Prostate? You may want a second opinion!

fake researchNot all research is equal

Prostate problems?  I do a lot of research before writing my articles and there’s one thing I really have to watch out for.  Modern research is very suspect. You have to be really careful that the studies you are citing do not have a conflict of interest associated with them.  Making sure the research is from a bona fide research establishment which has not been ‘hired’ by a pharma company is imperative.  It is claimed that 50% of research and studies now are bogus or manipulated.  This will always be to favour the drug or procedure in question.  Often bigGSK pharma put their research out to study groups, doctors and researchers.

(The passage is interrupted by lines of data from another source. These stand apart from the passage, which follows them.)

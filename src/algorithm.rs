//! Digest algorithm selection.
//!
//! The store treats the hash function itself as a black box (`spec.md` §1):
//! all this module needs from `md5`/`sha1`/`sha2` is that each implements the
//! shared `digest::Digest` trait, so the staging pipeline in `incoming.rs` can
//! be written once and reused across algorithms.

use digest::Digest as _;

use crate::error::Error;

/// A digest algorithm recognized by the store, with its fixed output length.
#[derive(Clone, Copy, Debug, Eq, PartialEq)]
pub enum Algorithm {
    /// MD5, 16-byte digest.
    Md5,
    /// SHA-1, 20-byte digest.
    Sha1,
    /// SHA-256, 32-byte digest.
    Sha256,
}

impl Algorithm {
    /// Resolve an algorithm by its lowercase name, or `Error::UnknownAlgorithm`.
    pub fn from_name(name: &str) -> Result<Self, Error> {
        match name {
            "md5" => Ok(Self::Md5),
            "sha1" => Ok(Self::Sha1),
            "sha256" => Ok(Self::Sha256),
            other => Err(Error::UnknownAlgorithm(other.to_string())),
        }
    }

    /// Digest length in bytes (`D`).
    pub fn digest_len(self) -> usize {
        match self {
            Self::Md5 => 16,
            Self::Sha1 => 20,
            Self::Sha256 => 32,
        }
    }

    /// Start a fresh streaming hasher for this algorithm.
    pub(crate) fn hasher(self) -> StreamingHasher {
        match self {
            Self::Md5 => StreamingHasher::Md5(md5::Md5::new()),
            Self::Sha1 => StreamingHasher::Sha1(sha1::Sha1::new()),
            Self::Sha256 => StreamingHasher::Sha256(sha2::Sha256::new()),
        }
    }
}

/// A type-erased streaming hasher over one of the supported algorithms.
pub(crate) enum StreamingHasher {
    Md5(md5::Md5),
    Sha1(sha1::Sha1),
    Sha256(sha2::Sha256),
}

impl StreamingHasher {
    pub(crate) fn update(&mut self, bytes: &[u8]) {
        match self {
            Self::Md5(h) => h.update(bytes),
            Self::Sha1(h) => h.update(bytes),
            Self::Sha256(h) => h.update(bytes),
        }
    }

    pub(crate) fn finalize(self) -> Vec<u8> {
        match self {
            Self::Md5(h) => h.finalize().to_vec(),
            Self::Sha1(h) => h.finalize().to_vec(),
            Self::Sha256(h) => h.finalize().to_vec(),
        }
    }
}

#[cfg(test)]
mod tests {
    use super::*;

    #[test]
    fn resolves_known_names() {
        assert_eq!(Algorithm::from_name("md5").unwrap().digest_len(), 16);
        assert_eq!(Algorithm::from_name("sha1").unwrap().digest_len(), 20);
        assert_eq!(Algorithm::from_name("sha256").unwrap().digest_len(), 32);
    }

    #[test]
    fn rejects_unknown_name() {
        assert!(matches!(Algorithm::from_name("sha3"), Err(Error::UnknownAlgorithm(_))));
    }

    #[test]
    fn sha256_matches_known_vector() {
        let mut h = Algorithm::Sha256.hasher();
        h.update(b"This is a test");
        let digest = h.finalize();
        assert_eq!(
            hex::encode(digest),
            "c7be1ed902fb8dd4d48997c6452f5d7e509fbcdbe2808b16bcf4edce4c07d14e"
        );
    }
}
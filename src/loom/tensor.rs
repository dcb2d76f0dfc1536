use derive_more::Display;
use itertools::Itertools;
#[cfg(feature = "serde")]
use serde::{Deserialize, Serialize};
use thiserror::Error;

use super::{
    extent::{Extent, IntoExtent},
    iter::StorageIndices,
    num::{DataType, Scalar},
    ops,
    slice::Slice,
    storage::{NativeStorage, Storage},
};

#[derive(Debug, Error)]
pub enum TensorError {
    #[error("tensor shape error: extent {0} mismatches {1}")]
    Mismatch(Extent, Extent),
    #[error("tensor axis error: axis {axis} is out of range for rank {rank}")]
    Axis { axis: usize, rank: usize },
    #[error("tensor reshape error: extent {0}'s size not match extent {1}'s")]
    Reshape(Extent, Extent),
    #[error("tensor reshape error: view of extent {0} is not contiguous")]
    NonContiguous(Extent),
    #[error("extent error: cannot extend rank {rank} to {to}")]
    Extend { rank: usize, to: usize },
    #[error("tensor slice error: slice {1} is not compatible with extent {0}")]
    Slice(Extent, Slice),
    #[error("tensor creation error: extent {shape} at offset {offset} exceeds storage of {size}")]
    Create {
        shape: Extent,
        offset: usize,
        size: usize,
    },
    #[error("tensor view error: view {1} exceeds extent {0}")]
    View(Extent, StorageView),
    #[error("tensor view error: {0:?} is not a permutation of axes")]
    DimIndex(Vec<usize>),
    #[error("storage error: {1} bytes cannot hold whole elements of {0}")]
    Bytes(DataType, usize),
    #[error("tensor concat error: no tensors given")]
    Empty,
}

/// A rectangular window over the addressable space of a tensor.
///
/// Both `shape` and `offset` are logical: entry `k` describes the `k`-th externally visible axis.
#[derive(Debug, Clone, PartialEq, Eq, Hash, Display)]
#[cfg_attr(feature = "serde", derive(Serialize, Deserialize))]
#[display("{shape}@[{}]", offset.iter().format(", "))]
pub struct StorageView {
    pub shape: Extent,
    pub offset: Vec<usize>,
}

impl StorageView {
    /// A view covering all of `shape`.
    pub fn full(shape: Extent) -> Self {
        let offset = vec![0; shape.len()];
        Self { shape, offset }
    }

    /// The same window with the axis order reversed.
    pub fn reversed(&self) -> Self {
        let shape = self.shape.reversed();
        let offset = self.offset.iter().rev().copied().collect();
        Self { shape, offset }
    }
}

/// An N-dimensional strided tensor over a shared [`Storage`].
///
/// Address translation is split three ways:
/// - `stride` is fixed to the allocation (`internal_shape`) and indexed by physical axis;
/// - `dim_index` maps each logical axis position to the physical stride slot it uses;
/// - `view` holds the logical shape and per-axis offset of the visible window.
///
/// Windows and transposes only touch `dim_index` and `view`, so they never copy data.
/// Cloning a tensor produces another view of the same storage.
#[derive(Debug, Clone)]
pub struct Tensor<S> {
    storage: S,
    internal_shape: Extent,
    offset: usize,
    stride: Vec<usize>,
    dim_index: Vec<usize>,
    view: StorageView,
}

/// A tensor backed by [`NativeStorage`].
pub type NativeTensor<T> = Tensor<NativeStorage<T>>;

#[inline]
fn default_dim_index(rank: usize) -> Vec<usize> {
    (0..rank).rev().collect()
}

impl<S: Storage> Tensor<S> {
    /// Wraps `storage` with a contiguous layout of `shape` starting at `offset`.
    fn wrap(storage: S, shape: Extent, offset: usize) -> Self {
        let stride = storage.stride(&shape);
        let dim_index = default_dim_index(shape.len());
        let view = StorageView::full(shape.clone());
        Self {
            storage,
            internal_shape: shape,
            offset,
            stride,
            dim_index,
            view,
        }
    }

    fn check_fit(storage: &S, shape: &Extent, offset: usize) -> Result<(), TensorError> {
        let end = offset.checked_add(shape.elements());
        if end.is_some_and(|end| end <= storage.size()) {
            return Ok(());
        }
        Err(TensorError::Create {
            shape: shape.clone(),
            offset,
            size: storage.size(),
        })
    }

    /// Creates a tensor from flat data laid out in the storage's order.
    pub fn from_data(
        data: impl Into<Vec<S::Element>>,
        shape: impl IntoExtent,
    ) -> Result<Self, TensorError> {
        Self::from_data_at(data, shape, 0)
    }

    /// Creates a tensor from flat data, starting `offset` elements into it.
    pub fn from_data_at(
        data: impl Into<Vec<S::Element>>,
        shape: impl IntoExtent,
        offset: usize,
    ) -> Result<Self, TensorError> {
        let storage = S::from_vec(data.into());
        let shape = shape.into_extent();
        Self::check_fit(&storage, &shape, offset)?;
        Ok(Self::wrap(storage, shape, offset))
    }

    /// Creates a matrix from equally sized rows.
    pub fn from_rows(rows: Vec<Vec<S::Element>>) -> Result<Self, TensorError> {
        let cols = rows.first().map_or(0, Vec::len);
        if let Some(row) = rows.iter().find(|row| row.len() != cols) {
            let expected = Extent::from([cols]);
            let found = Extent::from([row.len()]);
            return Err(TensorError::Mismatch(expected, found));
        }
        let shape = Extent::from([rows.len(), cols]);
        Self::from_data(rows.concat(), shape)
    }

    /// Wraps existing storage without copying it.
    pub fn from_storage(storage: S, shape: impl IntoExtent) -> Result<Self, TensorError> {
        Self::from_storage_with(storage, shape, None, 0)
    }

    /// Wraps existing storage with an optional window and a base offset.
    ///
    /// Without a view the whole of `shape` is visible.
    pub fn from_storage_with(
        storage: S,
        shape: impl IntoExtent,
        view: Option<StorageView>,
        offset: usize,
    ) -> Result<Self, TensorError> {
        let shape = shape.into_extent();
        Self::check_fit(&storage, &shape, offset)?;
        let tensor = Self::wrap(storage, shape, offset);
        match view {
            Some(view) => tensor.derive(None, Some(view)),
            None => Ok(tensor),
        }
    }

    /// Creates a zero-filled tensor in fresh storage.
    pub fn zeros(shape: impl IntoExtent) -> Self {
        let shape = shape.into_extent();
        let storage = S::alloc(shape.elements());
        Self::wrap(storage, shape, 0)
    }

    /// Takes a window of this tensor, sharing its storage.
    ///
    /// One selector applies to each leading axis; missing selectors take the axis in full.
    /// The window keeps the axis order of this tensor and is placed relative to its view.
    pub fn window(&self, slice: impl Into<Slice>) -> Result<Self, TensorError> {
        let slice = slice.into();
        let shape = self.shape();
        if slice.len() > shape.len() {
            return Err(TensorError::Slice(shape.clone(), slice));
        }

        let mut dims = Vec::with_capacity(shape.len());
        let mut offset = Vec::with_capacity(shape.len());
        for (axis, &dim) in shape.iter().enumerate() {
            let selector = slice.get(axis).copied().unwrap_or_default();
            let Some((start, len)) = selector.resolve(dim) else {
                return Err(TensorError::Slice(shape.clone(), slice));
            };
            dims.push(len);
            offset.push(self.view.offset[axis] + start);
        }

        let shape = Extent::new(dims);
        let view = StorageView { shape, offset };
        Ok(self.derive_unchecked(self.dim_index.clone(), view))
    }

    /// Derives a tensor sharing storage, shape and stride, with a replacement axis order
    /// and/or window. Omitted parts are inherited.
    pub fn derive(
        &self,
        dim_index: Option<Vec<usize>>,
        view: Option<StorageView>,
    ) -> Result<Self, TensorError> {
        let rank = self.internal_shape.len();
        let dim_index = dim_index.unwrap_or_else(|| self.dim_index.clone());
        let view = view.unwrap_or_else(|| self.view.clone());

        if dim_index.len() != rank || !dim_index.iter().copied().sorted().eq(0..rank) {
            return Err(TensorError::DimIndex(dim_index));
        }
        let fits = view.shape.len() == rank
            && view.offset.len() == rank
            && (0..rank).all(|axis| {
                let physical = dim_index.iter().position(|&d| d == axis).unwrap_or(axis);
                let bound = self.internal_shape[rank - 1 - physical];
                view.offset[axis] + view.shape[axis] <= bound
            });
        if !fits {
            return Err(TensorError::View(self.internal_shape.clone(), view));
        }

        Ok(self.derive_unchecked(dim_index, view))
    }

    fn derive_unchecked(&self, dim_index: Vec<usize>, view: StorageView) -> Self {
        Self {
            storage: self.storage.clone(),
            internal_shape: self.internal_shape.clone(),
            offset: self.offset,
            stride: self.stride.clone(),
            dim_index,
            view,
        }
    }

    #[inline]
    pub fn storage(&self) -> &S {
        &self.storage
    }

    /// The externally visible shape.
    #[inline]
    pub fn shape(&self) -> &Extent {
        &self.view.shape
    }

    /// The shape of the allocation this tensor addresses.
    #[inline]
    pub fn internal_shape(&self) -> &Extent {
        &self.internal_shape
    }

    #[inline]
    pub fn rank(&self) -> usize {
        self.view.shape.len()
    }

    #[inline]
    pub fn stride(&self) -> &[usize] {
        &self.stride
    }

    #[inline]
    pub fn dim_index(&self) -> &[usize] {
        &self.dim_index
    }

    #[inline]
    pub fn view(&self) -> &StorageView {
        &self.view
    }

    /// Base offset into the storage.
    #[inline]
    pub fn offset(&self) -> usize {
        self.offset
    }

    #[inline]
    pub fn data_type(&self) -> DataType {
        <S::Element as Scalar>::DATA_TYPE
    }

    /// Returns `true` if both tensors address the same buffer.
    #[inline]
    pub fn shares_storage(&self, other: &Self) -> bool {
        self.storage.same_buffer(&other.storage)
    }

    /// Storage address of the first element of the view.
    pub fn view_offset(&self) -> usize {
        self.dim_index
            .iter()
            .zip_eq(self.stride.iter())
            .map(|(&axis, &stride)| self.view.offset[axis] * stride)
            .sum::<usize>()
            + self.offset
    }

    /// Storage address of the element at logical `indices`.
    ///
    /// Missing trailing indices count as `0`. Indices are not bounds checked; an index
    /// outside the view addresses whatever element the stride arithmetic lands on.
    pub fn offset_of(&self, indices: &[usize]) -> usize {
        debug_assert!(indices.len() <= self.rank());
        self.dim_index
            .iter()
            .zip_eq(self.stride.iter())
            .map(|(&axis, &stride)| {
                let index = indices.get(axis).copied().unwrap_or(0);
                (index + self.view.offset[axis]) * stride
            })
            .sum::<usize>()
            + self.offset
    }

    #[inline]
    pub fn get(&self, indices: &[usize]) -> S::Element {
        self.storage.get(self.offset_of(indices))
    }

    #[inline]
    pub fn set(&self, indices: &[usize], value: S::Element) {
        self.storage.set(self.offset_of(indices), value)
    }

    /// Copies `source` into the window selected by `slice`.
    pub fn assign(&self, slice: impl Into<Slice>, source: &Self) -> Result<(), TensorError> {
        let window = self.window(slice)?;
        ops::copy(source, &window)
    }

    /// Returns a view with the axis order reversed. Applying it twice restores the tensor.
    pub fn transpose(&self) -> Self {
        let dim_index = self.dim_index.iter().rev().copied().collect();
        let view = self.view.reversed();
        self.derive_unchecked(dim_index, view)
    }

    /// Shorthand for [`Tensor::transpose`].
    #[inline]
    pub fn t(&self) -> Self {
        self.transpose()
    }

    /// Returns `true` if the view covers the whole allocation in storage order.
    pub fn is_contiguous(&self) -> bool {
        self.dim_index == default_dim_index(self.internal_shape.len())
            && self.view.offset.iter().all(|&offset| offset == 0)
            && self.view.shape.dims() == self.internal_shape.dims()
    }

    /// Reinterprets the storage under a new shape with the same number of elements.
    ///
    /// Only contiguous tensors can be reshaped; transposed or windowed views fail with
    /// [`TensorError::NonContiguous`]. Elements are laid out in the storage's order.
    pub fn reshape(&self, shape: impl IntoExtent) -> Result<Self, TensorError> {
        let shape = shape.into_extent();
        if shape.elements() != self.internal_shape.elements() {
            return Err(TensorError::Reshape(self.internal_shape.clone(), shape));
        }
        if !self.is_contiguous() {
            return Err(TensorError::NonContiguous(self.shape().clone()));
        }
        log::debug!("reshape tensor {} into {shape}", self.internal_shape);
        Ok(Self::wrap(self.storage.clone(), shape, self.offset))
    }

    /// Reshapes into a single axis holding every element.
    pub fn ravel(&self) -> Result<Self, TensorError> {
        self.reshape([self.internal_shape.elements()])
    }

    /// Storage addresses of every element of the view, last axis fastest.
    #[inline]
    pub fn storage_indices(&self) -> StorageIndices<'_, S> {
        StorageIndices::new(self)
    }

    /// Copies the view into a tensor with fresh storage.
    pub fn deep_copy(&self) -> Self {
        log::debug!("deep copy tensor {}", self.shape());
        let output = Self::zeros(self.shape().clone());
        ops::copy_elements(self, &output);
        output
    }

    /// Converts into a tensor over another backend or element type.
    pub fn convert<U, F>(&self, mut f: F) -> Tensor<U>
    where
        U: Storage,
        F: FnMut(S::Element) -> U::Element,
    {
        let output = Tensor::<U>::zeros(self.shape().clone());
        for (src, dst) in self.storage_indices().zip_eq(output.storage_indices()) {
            output.storage.set(dst, f(self.storage.get(src)));
        }
        output
    }

    /// Collects the elements of the view, last axis fastest.
    pub fn to_vec(&self) -> Vec<S::Element> {
        self.storage_indices()
            .map(|index| self.storage.get(index))
            .collect()
    }
}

They are paid enormous amounts of money to produce results that favour the drug or procedure.  This will often be to the detriment of the end user, YOU!

Old research on the prostate

Research that was done in the last century, is much more reliable. This was before the big pharmaceuticals took over. Most of the researchers were doctors or other medical practioners who were principled and honourable.  Just because a study is old, doesn’t mean the results are not worthy.  If a study proves a point or comes up with a definitive conclusion, then that study is as dependable as any study done today, if not more so.  Unfortunately, many older studies are passed by or ignored, just because of their age.  This is sad, because there are some real gems out there. One of them is to do with the prostate.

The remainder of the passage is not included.